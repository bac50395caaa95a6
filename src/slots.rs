// Time-of-day taxonomy ("franjas horarias") used by the charts.
//
// The table is a fixed, ordered list of closed intervals in minute-of-day
// resolution. A time is classified after dropping its seconds, so 08:00:59
// still belongs to the slot that ends at 08:00.
use chrono::{NaiveTime, Timelike};
use serde::{Serialize, Serializer};
use std::fmt;

#[derive(Debug, Clone, Copy, PartialEq, Eq, Hash)]
pub enum TimeSlot {
    Madrugada,
    Despertador,
    Manana,
    AccesoSobremesa,
    Sobremesa,
    Tarde,
    AccesoPrime,
    PrimeTime1,
    PrimeTime2,
}

impl TimeSlot {
    pub fn name(self) -> &'static str {
        match self {
            TimeSlot::Madrugada => "Madrugada",
            TimeSlot::Despertador => "Despertador",
            TimeSlot::Manana => "Mañana",
            TimeSlot::AccesoSobremesa => "Acceso sobremesa",
            TimeSlot::Sobremesa => "Sobremesa",
            TimeSlot::Tarde => "Tarde",
            TimeSlot::AccesoPrime => "Acceso prime",
            TimeSlot::PrimeTime1 => "Prime time 1",
            TimeSlot::PrimeTime2 => "Prime time 2",
        }
    }
}

/// Closed `[start, end]` interval, both ends in minutes since midnight.
#[derive(Debug, Clone, Copy)]
pub struct SlotInterval {
    pub slot: TimeSlot,
    pub start: u32,
    pub end: u32,
}

impl SlotInterval {
    pub fn contains(&self, minute: u32) -> bool {
        self.start <= minute && minute <= self.end
    }
}

const fn hm(hour: u32, minute: u32) -> u32 {
    hour * 60 + minute
}

const fn interval(slot: TimeSlot, start: u32, end: u32) -> SlotInterval {
    SlotInterval { slot, start, end }
}

/// Lookup order matters: the first matching interval wins.
pub static SLOT_TABLE: [SlotInterval; 9] = [
    interval(TimeSlot::Madrugada, hm(0, 0), hm(5, 59)),
    interval(TimeSlot::Despertador, hm(6, 0), hm(8, 0)),
    interval(TimeSlot::Manana, hm(8, 1), hm(12, 0)),
    interval(TimeSlot::AccesoSobremesa, hm(12, 1), hm(13, 0)),
    interval(TimeSlot::Sobremesa, hm(13, 1), hm(15, 0)),
    interval(TimeSlot::Tarde, hm(15, 1), hm(17, 59)),
    interval(TimeSlot::AccesoPrime, hm(18, 0), hm(19, 59)),
    interval(TimeSlot::PrimeTime1, hm(20, 0), hm(22, 0)),
    interval(TimeSlot::PrimeTime2, hm(22, 1), hm(23, 59)),
];

/// Result of classifying a (possibly absent) start time.
#[derive(Debug, Clone, Copy, PartialEq, Eq, Hash)]
pub enum SlotLabel {
    Slot(TimeSlot),
    /// No start time to classify.
    NoTime,
    /// A time outside every interval.
    Unmatched,
}

impl SlotLabel {
    pub fn label(self) -> &'static str {
        match self {
            SlotLabel::Slot(slot) => slot.name(),
            SlotLabel::NoTime => "Sin franja",
            SlotLabel::Unmatched => "Sin slot",
        }
    }
}

impl fmt::Display for SlotLabel {
    fn fmt(&self, f: &mut fmt::Formatter<'_>) -> fmt::Result {
        f.write_str(self.label())
    }
}

impl Serialize for SlotLabel {
    fn serialize<S: Serializer>(&self, serializer: S) -> Result<S::Ok, S::Error> {
        serializer.serialize_str(self.label())
    }
}

pub fn slot_for_minute(minute: u32) -> Option<TimeSlot> {
    SLOT_TABLE
        .iter()
        .find(|interval| interval.contains(minute))
        .map(|interval| interval.slot)
}

pub fn classify(time: Option<NaiveTime>) -> SlotLabel {
    let Some(time) = time else {
        return SlotLabel::NoTime;
    };
    match slot_for_minute(hm(time.hour(), time.minute())) {
        Some(slot) => SlotLabel::Slot(slot),
        None => SlotLabel::Unmatched,
    }
}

::::::

**Problem:** Whenever the string "AccesoSobremesa" occurs in a line of the entries above, copy that line.

**Output:**
    AccesoSobremesa,
            TimeSlot::AccesoSobremesa => "Acceso sobremesa",
    interval(TimeSlot::AccesoSobremesa, hm(12, 1), hm(13, 0)),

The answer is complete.